Greek Style Mahi Mahi

I’m not sure why this flavorful fish is not one of our everyday picks. It’s not too salty, or “too fishy” and has a moist, flaky texture with a tender, slightly sweet, mild flavor.

  • Duration
  • Cook Time
  • Prep Time
  • 4Servings


  • 2 tablespoon extra virgin olive oil, such as Colavita
  • 1 tablespoon red wine vinegar
  • 1 teaspoon lemon zest
  • ½ teaspoon dried oregano
  • 4 filets Mahi Mahi (6-ounce each)
  • 1 teaspoon kosher salt
  • Freshly ground black pepper
  • 1 medium onion, chopped
  • ½ cup Greek yogurt
  • ¼ cup crumbled feta
  • 3 tablespoon chopped dill
  • Juice of ½ lemon
  • 1 lemon, cut into wedges


1. Preheat oven to 375°F.

2. In a small bowl, combine evoo, vinegar, lemon zest and oregano.
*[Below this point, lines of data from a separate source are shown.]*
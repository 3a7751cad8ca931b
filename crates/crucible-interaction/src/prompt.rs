//! Persona prompt rendering.
//!
//! System prompts are minijinja templates over the typed persona, scenario
//! and candidate models. Missing optional fields render defaults instead of
//! erroring.

use crucible_core::error::{CrucibleError, Result};
use crucible_core::persona::{CandidateProfile, Persona};
use crucible_core::scenario::Scenario;
use minijinja::{context, Environment};
use once_cell::sync::Lazy;

const LEAD_SYSTEM: &str = r#"You are {{ persona.name }}, {{ persona.role }}, running a live incident interview.
{{ persona.instructions }}

CONTEXT:
{{ scenario.context }}

ACTIVE INCIDENT:
{{ scenario.initial_problem }}

TONE: {{ persona.tone }}

You are interviewing {{ candidate_name }}. Greet them by name once, then drive
the incident. Keep every turn short and concrete. Convert follow-ups into
specific technical asks, never open-ended management questions. When a system
message announces an escalation, drop the current topic and demand immediate
attention to the new symptom."#;

const PRESSURE_SYSTEM: &str = r#"You are {{ persona.name }}, a non-technical stakeholder currently losing money and patience.
Your goal is to inject urgency without being helpful. You do not understand
technical jargon; if the candidate uses any, demand plain language.

TONE: {{ persona.tone }}

Only speak in short, punchy sentences."#;

const OBSERVER_SYSTEM: &str = r#"You are the silent observer. You never speak in the interview.
Your job is to grade the candidate's latest turn and output a single JSON object.

EVALUATION RUBRIC:
- Strong: investigates evidence, asks clarifying questions, proposes a hypothesis.
- Weak: guesses blindly, reaches for a restart immediately, gets defensive.
- Neutral: small talk.
{% if metrics %}
DIMENSIONS TO WEIGH:
{% for metric in metrics %}- {{ metric }}
{% endfor %}{% endif %}
OUTPUT FORMAT (JSON only, no prose, no markdown):
{
  "category": "...",
  "score": 0-10,
  "reasoning": "...",
  "confidence": 0.0-1.0
}"#;

const MOLE_SYSTEM: &str = r#"You are {{ persona.name }}. You are a helpful but unethical colleague.
You offer shortcuts that violate security or company policy, casually, as if
doing the candidate a favor."#;

const CRISIS_GENERATION: &str = r#"You are a senior engineer in the {{ domain }} domain. Generate ONE sudden
crisis for a live incident interview{% if candidate_name %} with {{ candidate_name }}{% endif %}.
The crisis MUST include a tiny snippet (3-5 lines max) of broken code or
configuration causing an outage.

Return format:
"ALERT: [1 sentence description]
```
[3-5 lines of code]
```
Fix this!""#;

static TEMPLATES: &[(&str, &str)] = &[
    ("lead_system", LEAD_SYSTEM),
    ("pressure_system", PRESSURE_SYSTEM),
    ("observer_system", OBSERVER_SYSTEM),
    ("mole_system", MOLE_SYSTEM),
    ("crisis_generation", CRISIS_GENERATION),
];

fn environment() -> &'static Environment<'static> {
    static ENV: Lazy<Environment<'static>> = Lazy::new(|| {
        let mut env = Environment::new();
        for (name, source) in TEMPLATES {
            if let Err(err) = env.add_template(name, source) {
                tracing::error!("invalid built-in template '{}': {}", name, err);
            }
        }
        env
    });
    &ENV
}

fn render(name: &str, ctx: minijinja::Value) -> Result<String> {
    environment()
        .get_template(name)
        .and_then(|template| template.render(ctx))
        .map_err(|err| CrucibleError::internal(format!("prompt render failed ({name}): {err}")))
}

/// Renders the incident lead's system prompt.
pub fn lead_system(scenario: &Scenario, candidate: &CandidateProfile) -> Result<String> {
    render(
        "lead_system",
        context! {
            persona => scenario.lead_persona,
            scenario => scenario,
            candidate_name => candidate.name,
        },
    )
}

/// Renders the pressure stakeholder's system prompt.
pub fn pressure_system(persona: &Persona) -> Result<String> {
    render("pressure_system", context! { persona => persona })
}

/// Renders the observer's grading rubric prompt.
pub fn observer_system(metrics: &[String]) -> Result<String> {
    render("observer_system", context! { metrics => metrics })
}

/// Renders the mole's system prompt.
pub fn mole_system(persona: &Persona) -> Result<String> {
    render("mole_system", context! { persona => persona })
}

/// Renders the one-shot crisis generation prompt for a domain.
pub fn crisis_generation(domain: &str, candidate: &CandidateProfile) -> Result<String> {
    let candidate_name = if candidate.has_name() {
        Some(candidate.name.as_str())
    } else {
        None
    };
    render(
        "crisis_generation",
        context! { domain => domain, candidate_name => candidate_name },
    )
}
Place fish on a greased baking sheet and top with salt, pepper, and onions. Drizzle with the sauce and bake 15 to 20 minutes or until fish is flaky and just cooked through.

3. Meanwhile, in a medium bowl, combine yogurt, feta, dill and lemon juice. Serve fish with lemon wedges and a dollop of feta sauce.